Reinhold Baer (22 July 1902 – 22 October 1979) was a German mathematician, known for his work in algebra. He introduced injective modules in 1940.  He is the eponym of Baer rings and Baer groups.

Biography
Baer studied mechanical engineering for a year at Leibniz University Hannover. He then went to study philosophy at Freiburg in 1921. While he was at Göttingen in 1922 he was influenced by Emmy Noether and Hellmuth Kneser. In 1924 he won a scholarship for specially gifted students. Baer wrote up his doctoral dissertation and it was published in Crelle's Journal in 1927.

Baer accepted a post at Halle in 1928. There, he published Ernst Steinitz's "Algebraische Theorie der Körper" with Helmut Hasse, first published in Crelle's Journal in 1910.

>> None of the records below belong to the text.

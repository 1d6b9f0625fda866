//! 发行方请求与响应 DTO

use serde::{Deserialize, Serialize};
use serde_json::Value;
use validator::Validate;

use badgr_core::models::{Issuer, IssuerStaff, NewIssuer, StaffRole};
use badgr_core::openbadges::{OpenBadgesUrls, format_timestamp};
use badgr_core::{entity_id, text::strip_tags};

use super::{empty_object, non_blank, validate_extensions};

/// 创建与更新发行方（PUT 为整体校验）
#[derive(Debug, Clone, Deserialize, Validate)]
pub struct IssuerRequest {
    #[validate(
        required(message = "This field is required."),
        custom(function = "non_blank"),
        length(max = 1024, message = "Ensure this field has no more than 1024 characters.")
    )]
    pub name: Option<String>,
    #[validate(
        required(message = "This field is required."),
        email(message = "Enter a valid email address."),
        length(max = 255, message = "Ensure this field has no more than 255 characters.")
    )]
    pub email: Option<String>,
    #[validate(
        required(message = "This field is required."),
        url(message = "Enter a valid URL."),
        length(max = 1024, message = "Ensure this field has no more than 1024 characters.")
    )]
    pub url: Option<String>,
    #[validate(length(max = 16384, message = "Ensure this field has no more than 16384 characters."))]
    pub description: Option<String>,
    pub image: Option<String>,
    #[validate(custom(function = "validate_extensions"))]
    pub extensions: Option<Value>,
}

impl IssuerRequest {
    /// 校验通过后调用
    pub fn into_new_issuer(self, created_by: i64) -> NewIssuer {
        NewIssuer {
            entity_id: entity_id::generate(),
            name: strip_tags(self.name.as_deref().unwrap_or_default()),
            description: self.description.as_deref().map(strip_tags),
            email: self.email.unwrap_or_default(),
            url: self.url.unwrap_or_default(),
            image: self.image,
            extensions: self.extensions.unwrap_or_else(empty_object),
            source_url: None,
            original_json: None,
            created_by: Some(created_by),
        }
    }

    /// 整体覆盖可编辑字段；未提供的 extensions 保持原值
    pub fn apply_to(self, issuer: &mut Issuer) {
        issuer.name = strip_tags(self.name.as_deref().unwrap_or_default());
        issuer.description = self.description.as_deref().map(strip_tags);
        issuer.email = self.email.unwrap_or_default();
        issuer.url = self.url.unwrap_or_default();
        if self.image.is_some() {
            issuer.image = self.image;
        }
        if let Some(extensions) = self.extensions {
            issuer.extensions = extensions;
        }
    }
}

#[derive(Debug, Clone, Serialize)]
pub struct StaffDto {
    pub user: String,
    pub role: StaffRole,
}

#[derive(Debug, Clone, Serialize)]
#[serde(rename_all = "camelCase")]
pub struct IssuerDto {
    pub entity_type: &'static str,
    pub entity_id: String,
    pub open_badge_id: String,
    pub created_at: String,
    pub created_by: Option<String>,
    pub name: String,
    pub image: Option<String>,
    pub email: String,
    pub description: Option<String>,
    pub url: String,
    pub staff: Vec<StaffDto>,
    pub extensions: Value,
}

impl IssuerDto {
    pub fn new(issuer: Issuer, staff: &[IssuerStaff], urls: &OpenBadgesUrls) -> Self {
        Self {
            entity_type: "Issuer",
            open_badge_id: urls.issuer_jsonld_id(&issuer),
            created_at: format_timestamp(&issuer.created_at),
            entity_id: issuer.entity_id,
            created_by: issuer.created_by_entity_id,
            name: issuer.name,
            image: issuer.image,
            email: issuer.email,
            description: issuer.description,
            url: issuer.url,
            staff: staff
                .iter()
                .map(|s| StaffDto {
                    user: s.user_entity_id.clone(),
                    role: s.role,
                })
                .collect(),
            extensions: issuer.extensions,
        }
    }
}

#[cfg(test)]
mod tests {
    use super::*;
    use crate::error::field_errors_from;
    use serde_json::json;

    fn request(body: Value) -> IssuerRequest {
        serde_json::from_value(body).unwrap()
    }

    #[test]
    fn test_missing_and_invalid_fields() {
        let errors = request(json!({"email": "not-an-email", "url": "nope"}))
            .validate()
            .unwrap_err();
        let fields = field_errors_from(&errors);
        assert_eq!(fields.get("name"), Some(&["This field is required.".to_string()][..]));
        assert_eq!(fields.get("email"), Some(&["Enter a valid email address.".to_string()][..]));
        assert_eq!(fields.get("url"), Some(&["Enter a valid URL.".to_string()][..]));
    }

    #[test]
    fn test_extensions_must_be_object() {
        let errors = request(json!({
            "name": "Issuer",
            "email": "issuer@example.org",
            "url": "https://issuer.example.org",
            "extensions": ["x"]
        }))
        .validate()
        .unwrap_err();
        assert!(field_errors_from(&errors).get("extensions").is_some());
    }

    #[test]
    fn test_into_new_issuer_strips_tags() {
        let req = request(json!({
            "name": "<b>Badge</b> Maker",
            "email": "issuer@example.org",
            "url": "https://issuer.example.org",
            "description": "<p>We issue</p>"
        }));
        req.validate().unwrap();
        let new = req.into_new_issuer(7);
        assert_eq!(new.name, "Badge Maker");
        assert_eq!(new.description.as_deref(), Some("We issue"));
        assert_eq!(new.created_by, Some(7));
        assert_eq!(new.extensions, json!({}));
    }
}
//! 用户与身份标识

use chrono::{DateTime, Utc};
use serde::{Deserialize, Serialize};

use super::enums::{IdentifierType, RecipientType};

#[derive(Debug, Clone, Serialize, Deserialize, sqlx::FromRow)]
pub struct User {
    pub id: i64,
    pub entity_id: String,
    pub first_name: String,
    pub last_name: String,
    #[serde(skip_serializing)]
    #[sqlx(default)]
    pub password_hash: Option<String>,
    pub is_active: bool,
    pub created_at: DateTime<Utc>,
    pub updated_at: DateTime<Utc>,
}

/// 用户拥有的身份标识（邮箱、URL、电话）
#[derive(Debug, Clone, Serialize, Deserialize, sqlx::FromRow)]
pub struct UserIdentifier {
    pub id: i64,
    pub user_id: i64,
    pub identifier: String,
    pub identifier_type: IdentifierType,
    pub verified: bool,
    pub created_at: DateTime<Utc>,
}

/// 用户及其全部身份标识，权限判断与背包查询都基于它
#[derive(Debug, Clone)]
pub struct UserAccount {
    pub user: User,
    pub identifiers: Vec<UserIdentifier>,
}

impl UserAccount {
    pub fn new(user: User, identifiers: Vec<UserIdentifier>) -> Self {
        Self { user, identifiers }
    }

    pub fn id(&self) -> i64 {
        self.user.id
    }

    pub fn entity_id(&self) -> &str {
        &self.user.entity_id
    }

    /// 至少拥有一个已验证的身份标识
    pub fn is_verified(&self) -> bool {
        self.identifiers.iter().any(|i| i.verified)
    }

    /// 已验证的全部标识（不区分类型），用于匹配徽章接收者
    pub fn verified_identifiers(&self) -> Vec<String> {
        self.identifiers
            .iter()
            .filter(|i| i.verified)
            .map(|i| i.identifier.clone())
            .collect()
    }

    pub fn verified_emails(&self) -> Vec<&str> {
        self.identifiers
            .iter()
            .filter(|i| i.verified && i.identifier_type == IdentifierType::Email)
            .map(|i| i.identifier.as_str())
            .collect()
    }

    /// 大小写不敏感地判断邮箱是否为已验证邮箱
    pub fn is_email_verified(&self, email: &str) -> bool {
        self.verified_emails()
            .iter()
            .any(|e| e.eq_ignore_ascii_case(email))
    }

    /// 判断给定接收者是否属于本用户的已验证标识
    pub fn owns_recipient(&self, identifier: &str, recipient_type: RecipientType) -> bool {
        let wanted = recipient_type.identifier_type();
        self.identifiers.iter().any(|i| {
            i.verified && i.identifier_type == wanted && i.identifier.eq_ignore_ascii_case(identifier)
        })
    }
}

#[cfg(test)]
pub(crate) mod fixtures {
    use super::*;

    pub fn user(id: i64) -> User {
        let now = Utc::now();
        User {
            id,
            entity_id: format!("user{:018}", id),
            first_name: "Test".to_string(),
            last_name: format!("User{}", id),
            password_hash: None,
            is_active: true,
            created_at: now,
            updated_at: now,
        }
    }

    pub fn identifier(user_id: i64, value: &str, kind: IdentifierType, verified: bool) -> UserIdentifier {
        UserIdentifier {
            id: user_id * 100 + value.len() as i64,
            user_id,
            identifier: value.to_string(),
            identifier_type: kind,
            verified,
            created_at: Utc::now(),
        }
    }

    pub fn account(id: i64, emails: &[&str]) -> UserAccount {
        UserAccount::new(
            user(id),
            emails
                .iter()
                .map(|e| identifier(id, e, IdentifierType::Email, true))
                .collect(),
        )
    }
}

#[cfg(test)]
mod tests {
    use super::fixtures::*;
    use super::*;

    #[test]
    fn test_verified_identifiers() {
        let mut account = account(1, &["a@example.org"]);
        account
            .identifiers
            .push(identifier(1, "b@example.org", IdentifierType::Email, false));
        account.identifiers.push(identifier(
            1,
            "https://a.example.org",
            IdentifierType::Url,
            true,
        ));

        assert!(account.is_verified());
        assert_eq!(account.verified_emails(), vec!["a@example.org"]);
        assert!(account.is_email_verified("A@Example.org"));
        assert!(!account.is_email_verified("b@example.org"));
        assert_eq!(account.verified_identifiers().len(), 2);
    }

    #[test]
    fn test_owns_recipient_by_type() {
        let mut account = account(2, &["me@example.org"]);
        account.identifiers.push(identifier(
            2,
            "https://me.example.org",
            IdentifierType::Url,
            true,
        ));

        assert!(account.owns_recipient("ME@example.org", RecipientType::Email));
        assert!(account.owns_recipient("https://me.example.org", RecipientType::Id));
        assert!(!account.owns_recipient("me@example.org", RecipientType::Url));
    }

    #[test]
    fn test_unverified_account() {
        let account = UserAccount::new(
            user(3),
            vec![identifier(3, "x@example.org", IdentifierType::Email, false)],
        );
        assert!(!account.is_verified());
    }
}
//! API 处理器
//!
//! 每个子模块对应一组资源端点，响应统一包装为 V2 信封

pub mod assertion;
pub mod backpack;
pub mod badge_class;
pub mod collection;
pub mod health;
pub mod import;
pub mod issuer;
pub mod public;
pub mod token;

use axum::Json;
use axum::extract::rejection::JsonRejection;
use axum::http::StatusCode;

use badgr_core::models::{BadgeClass, BadgeInstance, Issuer};

use crate::auth::permissions::authorize_issuer;
use crate::auth::{Access, AuthContext, IssuerRule};
use crate::dto::V2Response;
use crate::error::{ApiError, Result};
use crate::state::AppState;

/// JSON 请求体；解析失败转为 V2 错误信封
pub type JsonBody<T> = std::result::Result<Json<T>, JsonRejection>;

pub type Envelope<T> = Json<V2Response<T>>;

pub type Created<T> = (StatusCode, Json<V2Response<T>>);

pub(crate) fn created<T>(item: T) -> Created<T> {
    (StatusCode::CREATED, Json(V2Response::single(item)))
}

/// 按 entity_id 加载徽章定义及其发行方，并检查发行方成员权限
pub(crate) async fn badge_class_for(
    state: &AppState,
    auth: &AuthContext,
    entity_id: &str,
    rule: IssuerRule,
    access: Access,
) -> Result<(BadgeClass, Issuer)> {
    let badge_class = state
        .repos
        .badge_classes
        .get_by_entity_id(entity_id)
        .await?
        .ok_or(ApiError::NotFound)?;
    let issuer = state
        .repos
        .issuers
        .get(badge_class.issuer_id)
        .await?
        .ok_or(ApiError::NotFound)?;
    authorize_issuer(&state.repos, auth, &issuer, rule, access).await?;
    Ok((badge_class, issuer))
}

/// 按 entity_id 加载徽章实例，权限按其发行方判断
pub(crate) async fn assertion_for(
    state: &AppState,
    auth: &AuthContext,
    entity_id: &str,
    rule: IssuerRule,
    access: Access,
) -> Result<BadgeInstance> {
    let instance = state
        .repos
        .assertions
        .get_by_entity_id(entity_id)
        .await?
        .ok_or(ApiError::NotFound)?;
    let issuer = state
        .repos
        .issuers
        .get(instance.issuer_id)
        .await?
        .ok_or(ApiError::NotFound)?;
    authorize_issuer(&state.repos, auth, &issuer, rule, access).await?;
    Ok(instance)
}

While Baer was with his wife in Austria, Adolf Hitler and the Nazis came into power. Both of Baer's parents were Jewish, and he was for this reason informed that his services at Halle were no longer required. Louis Mordell invited him to go to Manchester and Baer accepted.

Baer stayed at Princeton University and was a visiting scholar at the nearby Institute for Advanced Study from 1935 to 1937.  For a short while he lived in North Carolina. From 1938 to 1956 he worked at the University of Illinois at Urbana-Champaign. He returned to Germany in 1956.

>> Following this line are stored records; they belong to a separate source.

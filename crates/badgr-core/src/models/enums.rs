//! 领域枚举定义

use chrono::{DateTime, Months, TimeDelta, Utc};
use serde::{Deserialize, Serialize};

/// 发行方成员角色
#[derive(Debug, Clone, Copy, Default, PartialEq, Eq, Hash, Serialize, Deserialize, sqlx::Type)]
#[serde(rename_all = "lowercase")]
#[sqlx(type_name = "varchar", rename_all = "lowercase")]
pub enum StaffRole {
    Owner,
    Editor,
    #[default]
    Staff,
}

impl StaffRole {
    /// owner 与 editor 可修改发行方及其徽章定义
    pub fn can_edit(&self) -> bool {
        matches!(self, Self::Owner | Self::Editor)
    }

    pub fn as_str(&self) -> &'static str {
        match self {
            Self::Owner => "owner",
            Self::Editor => "editor",
            Self::Staff => "staff",
        }
    }
}

/// 接收者对徽章实例的处理状态
#[derive(Debug, Clone, Copy, Default, PartialEq, Eq, Serialize, Deserialize, sqlx::Type)]
#[sqlx(type_name = "varchar")]
pub enum Acceptance {
    Unaccepted,
    #[default]
    Accepted,
    Rejected,
}

impl Acceptance {
    pub fn as_str(&self) -> &'static str {
        match self {
            Self::Unaccepted => "Unaccepted",
            Self::Accepted => "Accepted",
            Self::Rejected => "Rejected",
        }
    }
}

/// 接收者标识类型
#[derive(Debug, Clone, Copy, Default, PartialEq, Eq, Hash, Serialize, Deserialize, sqlx::Type)]
#[serde(rename_all = "lowercase")]
#[sqlx(type_name = "varchar", rename_all = "lowercase")]
pub enum RecipientType {
    #[default]
    Email,
    Url,
    Id,
    Telephone,
}

impl RecipientType {
    /// 未显式指定 hashed 时的默认值
    pub fn hashed_by_default(&self) -> bool {
        matches!(self, Self::Email | Self::Telephone)
    }

    pub fn as_str(&self) -> &'static str {
        match self {
            Self::Email => "email",
            Self::Url => "url",
            Self::Id => "id",
            Self::Telephone => "telephone",
        }
    }

    pub fn parse(value: &str) -> Option<Self> {
        match value {
            "email" => Some(Self::Email),
            "url" => Some(Self::Url),
            "id" => Some(Self::Id),
            "telephone" => Some(Self::Telephone),
            _ => None,
        }
    }

    /// 用户身份标识中与之对应的类型（id 类型与 url 共用）
    pub fn identifier_type(&self) -> IdentifierType {
        match self {
            Self::Email => IdentifierType::Email,
            Self::Url | Self::Id => IdentifierType::Url,
            Self::Telephone => IdentifierType::Telephone,
        }
    }
}

/// 用户身份标识类型
#[derive(Debug, Clone, Copy, Default, PartialEq, Eq, Hash, Serialize, Deserialize, sqlx::Type)]
#[serde(rename_all = "lowercase")]
#[sqlx(type_name = "varchar", rename_all = "lowercase")]
pub enum IdentifierType {
    #[default]
    Email,
    Url,
    Telephone,
}

/// 徽章定义的有效期单位
#[derive(Debug, Clone, Copy, PartialEq, Eq, Serialize, Deserialize, sqlx::Type)]
#[serde(rename_all = "lowercase")]
#[sqlx(type_name = "varchar", rename_all = "lowercase")]
pub enum ExpiresDuration {
    Days,
    Weeks,
    Months,
    Years,
}

impl ExpiresDuration {
    pub fn parse(value: &str) -> Option<Self> {
        match value {
            "days" => Some(Self::Days),
            "weeks" => Some(Self::Weeks),
            "months" => Some(Self::Months),
            "years" => Some(Self::Years),
            _ => None,
        }
    }

    /// 从 `from` 起算 `amount` 个单位后的时间，溢出时返回 None
    pub fn add_to(&self, from: DateTime<Utc>, amount: i32) -> Option<DateTime<Utc>> {
        let amount = u32::try_from(amount).ok()?;
        match self {
            Self::Days => from.checked_add_signed(TimeDelta::try_days(amount.into())?),
            Self::Weeks => from.checked_add_signed(TimeDelta::try_weeks(amount.into())?),
            Self::Months => from.checked_add_months(Months::new(amount)),
            Self::Years => from.checked_add_months(Months::new(amount.checked_mul(12)?)),
        }
    }
}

According to biographer K. W. Gruenberg,
The rapid development of lattice theory in the mid-thirties suggested that projective geometry should be viewed as a special kind of lattice, the lattice of all subspaces of a vector space... [Linear Algebra and Projective Geometry (1952)] is an account of the representation of vector spaces over division rings, of projectivities by semi-linear transformations and of dualities by semi-bilinear forms.

He died of heart failure on October 22 in 1979.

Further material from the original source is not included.